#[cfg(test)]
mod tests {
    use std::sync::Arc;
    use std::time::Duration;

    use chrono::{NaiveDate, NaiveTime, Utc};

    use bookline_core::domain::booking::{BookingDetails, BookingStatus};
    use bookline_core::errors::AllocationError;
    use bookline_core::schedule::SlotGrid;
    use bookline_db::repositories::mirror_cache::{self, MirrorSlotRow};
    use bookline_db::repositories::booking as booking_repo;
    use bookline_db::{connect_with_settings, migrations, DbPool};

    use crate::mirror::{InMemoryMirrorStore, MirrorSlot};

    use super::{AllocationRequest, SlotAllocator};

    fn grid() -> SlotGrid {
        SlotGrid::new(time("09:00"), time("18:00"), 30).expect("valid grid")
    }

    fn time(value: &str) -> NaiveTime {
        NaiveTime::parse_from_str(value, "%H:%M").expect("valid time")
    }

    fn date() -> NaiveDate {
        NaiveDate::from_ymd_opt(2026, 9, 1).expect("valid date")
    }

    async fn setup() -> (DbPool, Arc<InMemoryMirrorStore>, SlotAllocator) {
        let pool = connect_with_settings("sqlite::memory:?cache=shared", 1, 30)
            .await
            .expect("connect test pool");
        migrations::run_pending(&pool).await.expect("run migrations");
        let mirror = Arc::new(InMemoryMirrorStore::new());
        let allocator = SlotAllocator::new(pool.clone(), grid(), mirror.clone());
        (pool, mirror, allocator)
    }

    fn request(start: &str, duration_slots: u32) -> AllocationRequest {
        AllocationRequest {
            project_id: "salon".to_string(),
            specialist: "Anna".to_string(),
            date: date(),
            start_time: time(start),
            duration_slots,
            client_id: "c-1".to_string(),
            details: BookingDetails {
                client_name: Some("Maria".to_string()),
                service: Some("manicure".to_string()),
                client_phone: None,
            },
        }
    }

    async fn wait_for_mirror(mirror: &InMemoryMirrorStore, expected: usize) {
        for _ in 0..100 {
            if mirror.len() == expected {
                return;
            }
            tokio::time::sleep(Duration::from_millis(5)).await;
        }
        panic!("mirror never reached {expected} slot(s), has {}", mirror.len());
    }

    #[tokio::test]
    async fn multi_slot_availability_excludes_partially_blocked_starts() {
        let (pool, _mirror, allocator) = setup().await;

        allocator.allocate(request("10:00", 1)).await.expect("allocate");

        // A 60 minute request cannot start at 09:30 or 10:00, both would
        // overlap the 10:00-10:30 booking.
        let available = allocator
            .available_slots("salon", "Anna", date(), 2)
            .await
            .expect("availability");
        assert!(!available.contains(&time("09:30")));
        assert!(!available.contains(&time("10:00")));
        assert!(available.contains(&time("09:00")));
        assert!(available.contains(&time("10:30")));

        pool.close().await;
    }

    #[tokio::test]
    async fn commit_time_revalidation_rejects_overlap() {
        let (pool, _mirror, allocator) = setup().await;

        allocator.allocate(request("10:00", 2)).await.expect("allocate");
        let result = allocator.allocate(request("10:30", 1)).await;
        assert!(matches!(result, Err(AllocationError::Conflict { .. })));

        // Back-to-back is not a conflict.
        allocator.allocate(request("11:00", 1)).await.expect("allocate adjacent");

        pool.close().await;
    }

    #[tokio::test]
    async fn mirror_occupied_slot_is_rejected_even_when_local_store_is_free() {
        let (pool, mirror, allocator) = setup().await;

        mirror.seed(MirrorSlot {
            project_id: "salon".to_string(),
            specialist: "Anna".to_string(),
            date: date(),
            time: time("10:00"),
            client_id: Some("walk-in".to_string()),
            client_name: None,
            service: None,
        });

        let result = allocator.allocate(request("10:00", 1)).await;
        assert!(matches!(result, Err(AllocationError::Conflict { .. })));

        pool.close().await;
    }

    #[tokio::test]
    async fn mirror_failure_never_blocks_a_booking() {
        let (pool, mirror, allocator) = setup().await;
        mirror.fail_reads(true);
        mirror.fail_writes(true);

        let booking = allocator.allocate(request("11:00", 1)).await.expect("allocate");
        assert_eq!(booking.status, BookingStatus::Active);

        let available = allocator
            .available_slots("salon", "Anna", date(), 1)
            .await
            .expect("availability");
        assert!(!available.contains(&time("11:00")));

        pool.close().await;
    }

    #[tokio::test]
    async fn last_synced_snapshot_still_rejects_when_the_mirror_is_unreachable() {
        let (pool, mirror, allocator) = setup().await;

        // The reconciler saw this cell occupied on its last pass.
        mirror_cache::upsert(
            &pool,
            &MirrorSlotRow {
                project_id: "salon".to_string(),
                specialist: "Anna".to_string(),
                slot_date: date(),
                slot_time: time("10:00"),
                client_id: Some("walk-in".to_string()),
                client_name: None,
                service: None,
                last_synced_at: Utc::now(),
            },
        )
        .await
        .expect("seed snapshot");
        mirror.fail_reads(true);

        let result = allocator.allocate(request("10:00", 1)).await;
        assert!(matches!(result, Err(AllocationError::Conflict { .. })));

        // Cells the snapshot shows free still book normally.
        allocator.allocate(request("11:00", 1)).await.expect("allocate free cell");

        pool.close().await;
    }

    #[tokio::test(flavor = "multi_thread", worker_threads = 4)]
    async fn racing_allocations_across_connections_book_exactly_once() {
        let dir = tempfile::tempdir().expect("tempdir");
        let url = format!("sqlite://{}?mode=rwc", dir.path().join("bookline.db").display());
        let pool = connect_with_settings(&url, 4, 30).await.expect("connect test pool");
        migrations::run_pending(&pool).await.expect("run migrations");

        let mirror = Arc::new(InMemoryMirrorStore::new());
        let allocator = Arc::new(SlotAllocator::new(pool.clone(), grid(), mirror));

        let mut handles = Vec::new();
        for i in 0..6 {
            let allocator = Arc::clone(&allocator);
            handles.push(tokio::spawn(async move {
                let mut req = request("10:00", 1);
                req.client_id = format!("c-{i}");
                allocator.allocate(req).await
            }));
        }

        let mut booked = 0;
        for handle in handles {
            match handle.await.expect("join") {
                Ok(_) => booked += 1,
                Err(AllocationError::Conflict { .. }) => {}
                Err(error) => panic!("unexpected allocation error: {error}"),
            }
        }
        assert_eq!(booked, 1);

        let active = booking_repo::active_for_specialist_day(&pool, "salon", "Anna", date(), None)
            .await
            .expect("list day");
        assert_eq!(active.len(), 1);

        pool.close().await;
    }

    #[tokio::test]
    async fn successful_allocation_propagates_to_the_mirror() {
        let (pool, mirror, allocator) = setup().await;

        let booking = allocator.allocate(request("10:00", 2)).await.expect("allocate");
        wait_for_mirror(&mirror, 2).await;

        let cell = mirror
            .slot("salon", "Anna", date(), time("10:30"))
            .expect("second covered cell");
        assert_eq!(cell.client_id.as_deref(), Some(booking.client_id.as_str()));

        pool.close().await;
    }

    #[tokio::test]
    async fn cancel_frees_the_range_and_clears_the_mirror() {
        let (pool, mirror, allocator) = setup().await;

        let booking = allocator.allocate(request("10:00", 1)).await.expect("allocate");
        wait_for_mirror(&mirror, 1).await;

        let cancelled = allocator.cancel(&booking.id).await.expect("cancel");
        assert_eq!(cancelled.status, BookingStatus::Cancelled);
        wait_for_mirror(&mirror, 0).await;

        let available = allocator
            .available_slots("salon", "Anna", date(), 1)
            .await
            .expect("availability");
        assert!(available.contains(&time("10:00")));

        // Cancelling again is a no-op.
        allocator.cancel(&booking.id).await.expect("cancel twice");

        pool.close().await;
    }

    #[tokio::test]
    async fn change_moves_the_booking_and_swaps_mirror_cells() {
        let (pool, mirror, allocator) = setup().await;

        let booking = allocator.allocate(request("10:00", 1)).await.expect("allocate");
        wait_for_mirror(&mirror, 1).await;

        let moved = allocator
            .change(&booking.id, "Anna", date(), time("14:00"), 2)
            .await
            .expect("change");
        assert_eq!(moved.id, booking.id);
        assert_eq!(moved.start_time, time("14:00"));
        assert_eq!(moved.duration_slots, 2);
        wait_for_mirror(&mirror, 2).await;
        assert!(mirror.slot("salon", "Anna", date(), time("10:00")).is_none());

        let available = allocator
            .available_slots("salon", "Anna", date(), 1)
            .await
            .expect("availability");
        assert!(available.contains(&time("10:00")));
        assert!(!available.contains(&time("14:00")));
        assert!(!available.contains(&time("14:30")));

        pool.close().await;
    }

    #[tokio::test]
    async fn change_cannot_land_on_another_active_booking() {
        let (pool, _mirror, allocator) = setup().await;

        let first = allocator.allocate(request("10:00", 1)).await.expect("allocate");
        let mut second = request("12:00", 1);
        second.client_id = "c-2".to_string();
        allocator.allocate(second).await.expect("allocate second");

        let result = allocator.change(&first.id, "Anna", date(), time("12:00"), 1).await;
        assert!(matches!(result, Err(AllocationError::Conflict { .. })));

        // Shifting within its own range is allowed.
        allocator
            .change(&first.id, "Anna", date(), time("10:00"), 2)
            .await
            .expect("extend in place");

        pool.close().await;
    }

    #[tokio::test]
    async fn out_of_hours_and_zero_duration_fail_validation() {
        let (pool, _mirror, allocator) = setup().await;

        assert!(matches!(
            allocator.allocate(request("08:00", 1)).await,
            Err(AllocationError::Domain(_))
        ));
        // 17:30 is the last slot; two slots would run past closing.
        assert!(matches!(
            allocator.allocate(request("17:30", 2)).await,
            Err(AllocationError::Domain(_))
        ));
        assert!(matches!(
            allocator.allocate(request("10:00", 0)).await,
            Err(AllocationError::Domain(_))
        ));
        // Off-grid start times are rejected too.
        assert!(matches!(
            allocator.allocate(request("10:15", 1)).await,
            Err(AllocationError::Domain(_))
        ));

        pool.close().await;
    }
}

### What you have to do
Reproduce the lines of the records exactly, from the first one through the line that contains "fn request(start: &str, duration_slots: u32)".

### Output
#[cfg(test)]
mod tests {
    use std::sync::Arc;
    use std::time::Duration;

    use chrono::{NaiveDate, NaiveTime, Utc};

    use bookline_core::domain::booking::{BookingDetails, BookingStatus};
    use bookline_core::errors::AllocationError;
    use bookline_core::schedule::SlotGrid;
    use bookline_db::repositories::mirror_cache::{self, MirrorSlotRow};
    use bookline_db::repositories::booking as booking_repo;
    use bookline_db::{connect_with_settings, migrations, DbPool};

    use crate::mirror::{InMemoryMirrorStore, MirrorSlot};

    use super::{AllocationRequest, SlotAllocator};

    fn grid() -> SlotGrid {
        SlotGrid::new(time("09:00"), time("18:00"), 30).expect("valid grid")
    }

    fn time(value: &str) -> NaiveTime {
        NaiveTime::parse_from_str(value, "%H:%M").expect("valid time")
    }

    fn date() -> NaiveDate {
        NaiveDate::from_ymd_opt(2026, 9, 1).expect("valid date")
    }

    async fn setup() -> (DbPool, Arc<InMemoryMirrorStore>, SlotAllocator) {
        let pool = connect_with_settings("sqlite::memory:?cache=shared", 1, 30)
            .await
            .expect("connect test pool");
        migrations::run_pending(&pool).await.expect("run migrations");
        let mirror = Arc::new(InMemoryMirrorStore::new());
        let allocator = SlotAllocator::new(pool.clone(), grid(), mirror.clone());
        (pool, mirror, allocator)
    }

    fn request(start: &str, duration_slots: u32) -> AllocationRequest {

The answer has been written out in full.